Identity thieves are now installing fake face plates with hidden card skimmers right on the faces of your banks' ATM's.
And we were worried about waiters and waitresses at restaurants (See our debit card cloning story: http://www.wmctv.com/Global/story.asp?S=9892391).
U.S. Secret Service Agent Rick Harlow wants the public to know about this trick because he says it is happening more often in the Mid-South.
He and Patricia Windland, vice president of electronic banking for First Horizon, say the crooks also install digital video cameras on banks' proprietary equipment. They make the cameras look like brochure boxes or molding.

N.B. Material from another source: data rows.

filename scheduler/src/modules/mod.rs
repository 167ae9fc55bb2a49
use std::process;
use std::thread;

use log::{error, info, warn};
use network_rust::udpnet::UdpEndpoint;
use shared_resources::config::SchedulerConfig;
use shared_resources::link::Link;

pub mod dispatcher;

use dispatcher::Dispatcher;

pub fn run(config: SchedulerConfig) {
    for ignored in &config.ignored_args {
        warn!("{}", ignored);
    }

    // BIND DISPATCHER ENDPOINTS
    let network = config.network;
    let requests = match UdpEndpoint::bind(network.host, network.scheduler_port) {
        Ok(endpoint) => Link::new(endpoint),
        Err(e) => {
            error!("Could not bind request port {}: {}", network.scheduler_port, e);
            process::exit(1);
        }
    };
    let control = match UdpEndpoint::bind(network.host, network.scheduler_control_port) {
        Ok(endpoint) => Link::new(endpoint),
        Err(e) => {
            error!("Could not bind control port {}: {}", network.scheduler_control_port, e);
            process::exit(1);
        }
    };
    info!(
        "Scheduler listening on {} for {} elevator(s)",
        requests.local_addr(),
        config.num_elevators
    );

    // INITIALIZE THREAD FOR DISPATCH LOOP
    let mut dispatcher = Dispatcher::new(requests, control, network.floor_addr());
    let handle = thread::Builder::new().name("dispatcher".to_string()).spawn(move || {
        if let Err(e) = dispatcher.run() {
            error!("Dispatcher stopped: {}", e);
            process::exit(1);
        }
    });
    match handle {
        Ok(handle) => {
            let _ = handle.join();
        }
        Err(e) => {
            error!("Could not start dispatcher: {}", e);
            process::exit(1);
        }
    }
}
/// ----- DISPATCHER MODULE -----
/// Single sequential loop owning the car registry. Traffic from floors and
/// car state machines arrives on the request link; commands to controllers
/// go out, and their replies come back, on the control link. A reply from a
/// controller is relayed verbatim to whoever sent the query.

use std::collections::VecDeque;
use std::net::SocketAddr;

use log::{debug, info, warn};

use shared_resources::elevator_status::ElevatorStatus;
use shared_resources::link::{Link, LinkError};
use shared_resources::request::Request;
use shared_resources::system_message::SystemMessage;

use crate::utilities::elevator_assigner::select_best_elevator;
use crate::utilities::registry::Registry;

pub struct Dispatcher {
    requests: Link,
    control: Link,
    floor_addr: SocketAddr,
    registry: Registry,
    backlog: VecDeque<Request>,
}

impl Dispatcher {
    pub fn new(requests: Link, control: Link, floor_addr: SocketAddr) -> Self {
        Dispatcher {
            requests,
            control,
            floor_addr,
            registry: Registry::new(),
            backlog: VecDeque::new(),
        }
    }

    pub fn request_addr(&self) -> SocketAddr {
        self.requests.local_addr()
    }

    #[cfg(test)]
    pub(crate) fn backlog_len(&self) -> usize {
        self.backlog.len()
    }

    /// Only returns on a transport or codec error.
    pub fn run(&mut self) -> Result<(), LinkError> {
        loop {
            self.step()?;
        }
    }

    /// Receives and handles exactly one message.
    pub fn step(&mut self) -> Result<(), LinkError> {
        let message = self.requests.recv()?;
        debug!("received {}", message);
        self.handle(message)
    }

    fn handle(&mut self, message: SystemMessage) -> Result<(), LinkError> {
        match message {
            SystemMessage::RegisterController { elevator_id } => {
                let Some(addr) = self.requests.last_sender() else {
                    return Ok(());
                };
                info!("Registered elevator {} at {}", elevator_id, addr);
                self.registry.register(elevator_id, addr);
                self.flush_backlog()
            }
            SystemMessage::AddNewRequest { request } => self.dispatch(request),
            SystemMessage::ShutdownReport { elevator_id, requests } => {
                warn!(
                    "Elevator {} shut down, reassigning {} request(s)",
                    elevator_id,
                    requests.len()
                );
                self.registry.retire(elevator_id);
                for request in requests {
                    self.dispatch(request)?;
                }
                Ok(())
            }
            SystemMessage::SetFloorLamp { .. } | SystemMessage::SetFloorDirectionLamp { .. } => {
                self.control.send(&message, self.floor_addr)
            }
            query_or_notice => match query_or_notice.elevator_id() {
                Some(elevator_id) if query_or_notice.expects_reply() => self.relay(elevator_id, &query_or_notice),
                Some(elevator_id) => {
                    self.forward(elevator_id, &query_or_notice)?;
                    Ok(())
                }
                None => Ok(()),
            },
        }
    }

    /// Sends `message` to the car's controller. `false` if the car is unknown.
    fn forward(&self, elevator_id: u8, message: &SystemMessage) -> Result<bool, LinkError> {
        match self.registry.addr(elevator_id) {
            Some(addr) => {
                self.control.send(message, addr)?;
                Ok(true)
            }
            None => {
                warn!("Dropping {}: elevator {} is not registered", message.kind(), elevator_id);
                Ok(false)
            }
        }
    }

    /// Forwards a query and passes the controller's answer back to the
    /// original sender.
    fn relay(&mut self, elevator_id: u8, message: &SystemMessage) -> Result<(), LinkError> {
        if self.forward(elevator_id, message)? {
            let answer = self.control.recv_raw()?;
            return self.requests.reply_raw(&answer);
        }
        match message {
            SystemMessage::NewPrimaryRequest { .. } => self.requests.reply_primary(None),
            SystemMessage::IsStopRequired { .. } => self.requests.reply_stop_required(false),
            _ => Ok(()),
        }
    }

    fn poll_statuses(&mut self) -> Result<Vec<ElevatorStatus>, LinkError> {
        let mut statuses = Vec::new();
        for (elevator_id, addr) in self.registry.in_service() {
            let status = self.control.request_status(elevator_id, addr)?;
            debug!(
                "Elevator {} at floor {} going {}, stops up {:?} down {:?}",
                status.elevator_id, status.floor, status.direction, status.stop_floors_up, status.stop_floors_down
            );
            statuses.push(status);
        }
        Ok(statuses)
    }

    fn dispatch(&mut self, request: Request) -> Result<(), LinkError> {
        if request.direction().is_none() {
            warn!("Ignoring request {}: origin and destination are the same floor", request);
            return Ok(());
        }
        let statuses = self.poll_statuses()?;
        match select_best_elevator(&statuses, &request) {
            Some(elevator_id) => {
                info!("Assigned request {} to elevator {}", request, elevator_id);
                self.forward(elevator_id, &SystemMessage::AddNewRequest { request })?;
            }
            None => {
                info!("No elevator in service, holding request {}", request);
                self.backlog.push_back(request);
            }
        }
        Ok(())
    }

    fn flush_backlog(&mut self) -> Result<(), LinkError> {
        let waiting: Vec<Request> = self.backlog.drain(..).collect();
        for request in waiting {
            self.dispatch(request)?;
        }
        Ok(())
    }
}
use std::process;

use shared_resources::config::SchedulerConfig;
use shared_resources::logger;

fn main() {
    // READ CONFIGURATION
    let config = match SchedulerConfig::get() {
        Ok(config) => config,
        Err(e) => {
            eprintln!("{}", e);
            process::exit(1);
        }
    };

    if logger::init(logger::level_from(&config.log_level)).is_err() {
        process::exit(1);
    }

    scheduler::modules::run(config);
}
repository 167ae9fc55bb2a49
use std::collections::BTreeSet;

use super::direction::Direction;

/// Fresh snapshot of one car, produced on demand for the dispatcher.
#[derive(serde::Serialize, serde::Deserialize, Debug, Clone, PartialEq)]
pub struct ElevatorStatus {
    pub elevator_id: u8,
    pub direction: Direction,
    pub floor: u8,
    pub stop_floors_up: BTreeSet<u8>,
    pub stop_floors_down: BTreeSet<u8>,
    pub in_service: bool,
}

impl ElevatorStatus {
    pub fn new(elevator_id: u8, floor: u8) -> Self {
        ElevatorStatus {
            elevator_id,
            direction: Direction::Stop,
            floor,
            stop_floors_up: BTreeSet::new(),
            stop_floors_down: BTreeSet::new(),
            in_service: true,
        }
    }

    pub fn is_idle(&self) -> bool {
        self.direction == Direction::Stop
    }

    pub fn stop_floors_in_direction(&self, direction: Direction) -> Option<&BTreeSet<u8>> {
        match direction {
            Direction::Up => Some(&self.stop_floors_up),
            Direction::Down => Some(&self.stop_floors_down),
            Direction::Stop => None,
        }
    }

    pub fn has_stop_at(&self, floor: u8, direction: Direction) -> bool {
        self.stop_floors_in_direction(direction)
            .map_or(false, |floors| floors.contains(&floor))
    }
}
use std::io::Write;

use crossterm::{cursor, terminal, ExecutableCommand, Result};

use shared_resources::direction::Direction;

use crate::modules::lamps::LampBoard;

const HEADER_SIZE: u16 = 5;

fn lamp(lit: bool) -> &'static str {
    if lit {
        "ON"
    } else {
        "-"
    }
}

fn car_lamps(board: &LampBoard, floor: u8) -> String {
    (0..board.num_elevators())
        .map(|id| {
            if board.direction_lamp(floor, id, Direction::Up) {
                '^'
            } else if board.direction_lamp(floor, id, Direction::Down) {
                'v'
            } else {
                '.'
            }
        })
        .collect()
}

/// Draws the lamp table and moves the cursor back up so the next call
/// redraws it in place.
pub fn print_lamps(stdout: &mut impl Write, board: &LampBoard) -> Result<()> {
    stdout.execute(terminal::Clear(terminal::ClearType::FromCursorDown))?;

    writeln!(stdout, "+-----------------------------------------------------+")?;
    writeln!(stdout, "| FLOOR LAMPS                                         |")?;
    writeln!(stdout, "+------------+------------+------------+--------------+")?;
    writeln!(stdout, "| {0:<10} | {1:<10} | {2:<10} | {3:<12} |", "FLOOR", "HALL UP", "HALL DOWN", "CARS")?;
    writeln!(stdout, "+------------+------------+------------+--------------+")?;
    for floor in (1..=board.num_floors()).rev() {
        writeln!(
            stdout,
            "| {0:<10} | {1:<10} | {2:<10} | {3:<12} |",
            floor,
            lamp(board.floor_lamp(floor, Direction::Up)),
            lamp(board.floor_lamp(floor, Direction::Down)),
            car_lamps(board, floor)
        )?;
    }
    writeln!(stdout, "+------------+------------+------------+--------------+")?;

    stdout.execute(cursor::MoveUp(HEADER_SIZE + 1 + board.num_floors() as u16))?;
    Ok(())
}

#[cfg(test)]
mod tests {
    use super::*;

    #[test]
    fn table_lists_every_floor_top_down() {
        let mut board = LampBoard::new(3, 2);
        board.set_floor_lamp(2, Direction::Up, true);
        board.set_direction_lamp(2, 1, Direction::Down, true);

        let mut out = Vec::new();
        print_lamps(&mut out, &board).unwrap();
        let text = String::from_utf8_lossy(&out);

        let rows: Vec<&str> = text.lines().filter(|l| l.starts_with("| ") && !l.contains("FLOOR")).collect();
        assert_eq!(rows.len(), 3);
        assert!(rows[0].starts_with("| 3 "));
        assert!(rows[1].contains("ON"));
        assert!(rows[1].contains(".v"));
        assert!(rows[2].starts_with("| 1 "));
    }
}
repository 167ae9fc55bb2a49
pub mod debug;
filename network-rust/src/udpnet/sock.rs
use std::io;
use std::net;

use socket2::{Domain, Protocol, Socket, Type};

pub fn new_endpoint(ip: net::IpAddr, port: u16) -> io::Result<net::UdpSocket> {
    let domain = if ip.is_ipv4() { Domain::IPV4 } else { Domain::IPV6 };
    let sock = Socket::new(domain, Type::DGRAM, Some(Protocol::UDP))?;
    let local_addr = net::SocketAddr::new(ip, port);
    sock.bind(&local_addr.into())?;
    Ok(sock.into())
}
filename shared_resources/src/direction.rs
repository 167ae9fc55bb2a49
use std::fmt;

#[derive(serde::Serialize, serde::Deserialize, Debug, Clone, Copy, PartialEq, Eq, Hash)]
pub enum Direction {
    Down,
    Stop,
    Up,
}

impl Direction {
    /// Parses a hall button label ("up" / "down", any case).
    pub fn from_button(label: &str) -> Option<Self> {
        match label.to_ascii_lowercase().as_str() {
            "up" => Some(Direction::Up),
            "down" => Some(Direction::Down),
            _ => None,
        }
    }

    /// Direction of travel from `from` to `to`; `Stop` when they are equal.
    pub fn towards(from: u8, to: u8) -> Self {
        match to.cmp(&from) {
            std::cmp::Ordering::Greater => Direction::Up,
            std::cmp::Ordering::Less => Direction::Down,
            std::cmp::Ordering::Equal => Direction::Stop,
        }
    }

    /// The floor one step away in this direction. `Stop` is treated as `Down`.
    pub fn next_floor(self, floor: u8) -> u8 {
        match self {
            Direction::Up => floor.saturating_add(1),
            Direction::Down | Direction::Stop => floor.saturating_sub(1),
        }
    }

    pub fn as_str(self) -> &'static str {
        match self {
            Direction::Down => "down",
            Direction::Stop => "stop",
            Direction::Up => "up",
        }
    }
}

impl fmt::Display for Direction {
    fn fmt(&self, f: &mut fmt::Formatter<'_>) -> fmt::Result {
        f.write_str(self.as_str())
    }
}
use std::time::Duration;

/// Nominal time counters for floor-timer fault detection. `elapsed` grows
/// with every simulated wait; `deadline` is reset when the car starts a new
/// leg and grows by 1.5x of every travel increment.
#[derive(Debug, Clone, Copy, Default, PartialEq)]
pub struct TravelClock {
    elapsed: Duration,
    deadline: Duration,
}

const DEADLINE_FACTOR: f64 = 1.5;

impl TravelClock {
    pub fn new() -> Self {
        Self::default()
    }

    /// Grants 1.5x `base` on top of the time spent so far.
    pub fn start_leg(&mut self, base: Duration) {
        self.deadline = self.elapsed + base.mul_f64(DEADLINE_FACTOR);
    }

    pub fn extend(&mut self, increment: Duration) {
        self.deadline += increment.mul_f64(DEADLINE_FACTOR);
    }

    pub fn advance(&mut self, spent: Duration) {
        self.elapsed += spent;
    }

    pub fn is_overdue(&self) -> bool {
        self.elapsed > self.deadline
    }

    pub fn elapsed(&self) -> Duration {
        self.elapsed
    }

    pub fn deadline(&self) -> Duration {
        self.deadline
    }
}
use std::io;
use std::net::{IpAddr, SocketAddr, UdpSocket};

use log::trace;

use super::sock;

/// Largest payload a single UDP datagram can carry.
pub const MAX_DATAGRAM: usize = 65_507;

#[derive(Debug, thiserror::Error)]
pub enum NetError {
    #[error("socket error: {0}")]
    Io(#[from] io::Error),

    #[error("address {0} is already bound")]
    AddressInUse(SocketAddr),

    #[error("endpoint {0} is closed")]
    Disconnected(SocketAddr),

    #[error("no datagram received yet, nobody to reply to")]
    NoSender,
}

/// One bound datagram endpoint.
///
/// `recv` remembers who sent the datagram it returns; `reply` answers that
/// sender. There are no retries or timeouts at this layer: a lost datagram
/// leaves the waiting side blocked.
pub trait Endpoint: Send {
    fn local_addr(&self) -> SocketAddr;

    fn send_to(&self, payload: &[u8], dest: SocketAddr) -> Result<(), NetError>;

    /// Blocks until the next datagram arrives.
    fn recv(&mut self) -> Result<Vec<u8>, NetError>;

    fn last_sender(&self) -> Option<SocketAddr>;

    fn reply(&self, payload: &[u8]) -> Result<(), NetError> {
        let dest = self.last_sender().ok_or(NetError::NoSender)?;
        self.send_to(payload, dest)
    }
}

pub struct UdpEndpoint {
    socket: UdpSocket,
    local_addr: SocketAddr,
    last_sender: Option<SocketAddr>,
    buf: Vec<u8>,
}

impl UdpEndpoint {
    /// Binds `ip:port`. Port 0 picks a free ephemeral port.
    pub fn bind(ip: IpAddr, port: u16) -> Result<Self, NetError> {
        let socket = sock::new_endpoint(ip, port)?;
        let local_addr = socket.local_addr()?;
        Ok(UdpEndpoint {
            socket,
            local_addr,
            last_sender: None,
            buf: vec![0; MAX_DATAGRAM],
        })
    }
}

impl Endpoint for UdpEndpoint {
    fn local_addr(&self) -> SocketAddr {
        self.local_addr
    }

    fn send_to(&self, payload: &[u8], dest: SocketAddr) -> Result<(), NetError> {
        trace!("{} -> {}: {} bytes", self.local_addr, dest, payload.len());
        self.socket.send_to(payload, dest)?;
        Ok(())
    }

    fn recv(&mut self) -> Result<Vec<u8>, NetError> {
        let (n, sender) = self.socket.recv_from(&mut self.buf)?;
        trace!("{} <- {}: {} bytes", self.local_addr, sender, n);
        self.last_sender = Some(sender);
        Ok(self.buf[..n].to_vec())
    }

    fn last_sender(&self) -> Option<SocketAddr> {
        self.last_sender
    }
}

"What that does is it records the person punching in their PIN number," says Harlow.
Last fall, Secret Service agents arrested Gabriel Cirlan, a Romanian national, age unknown. Federal court documents say Cirlan operated an ATM skimming ring out of a hotel room at the Holiday Inn Select, 2240 Democrat Rd., near Memphis International Airport.
The documents say Cirlan built, programmed and stored fake face plates with skimmers as well as disguised digital cameras in the hotel room. He temporarily installed the devices on bank ATM's at undisclosed locations, skimming as many as 26 victims' card and PIN numbers.
Cirlan's in federal custody, charged with debit card fraud.
Windland says to beat this scam, savvy banks are starting to use what she calls "dip readers" -- sliders where the consumer quickly slides his/her card in, then out. The device never holds on to the card. Dip readers are extended; they stick out instead of laying flat.
"So you can't lay anything flat against it (like a fake face plate with a skimmer)," she says.
She also recommends consumers be observant. See if something's changed or added at the ATM's you use all the time. If the ATM you use has a flat card reader, check to see if the face plate is loose or shaky. If it is, don't use it. Report it to your bank.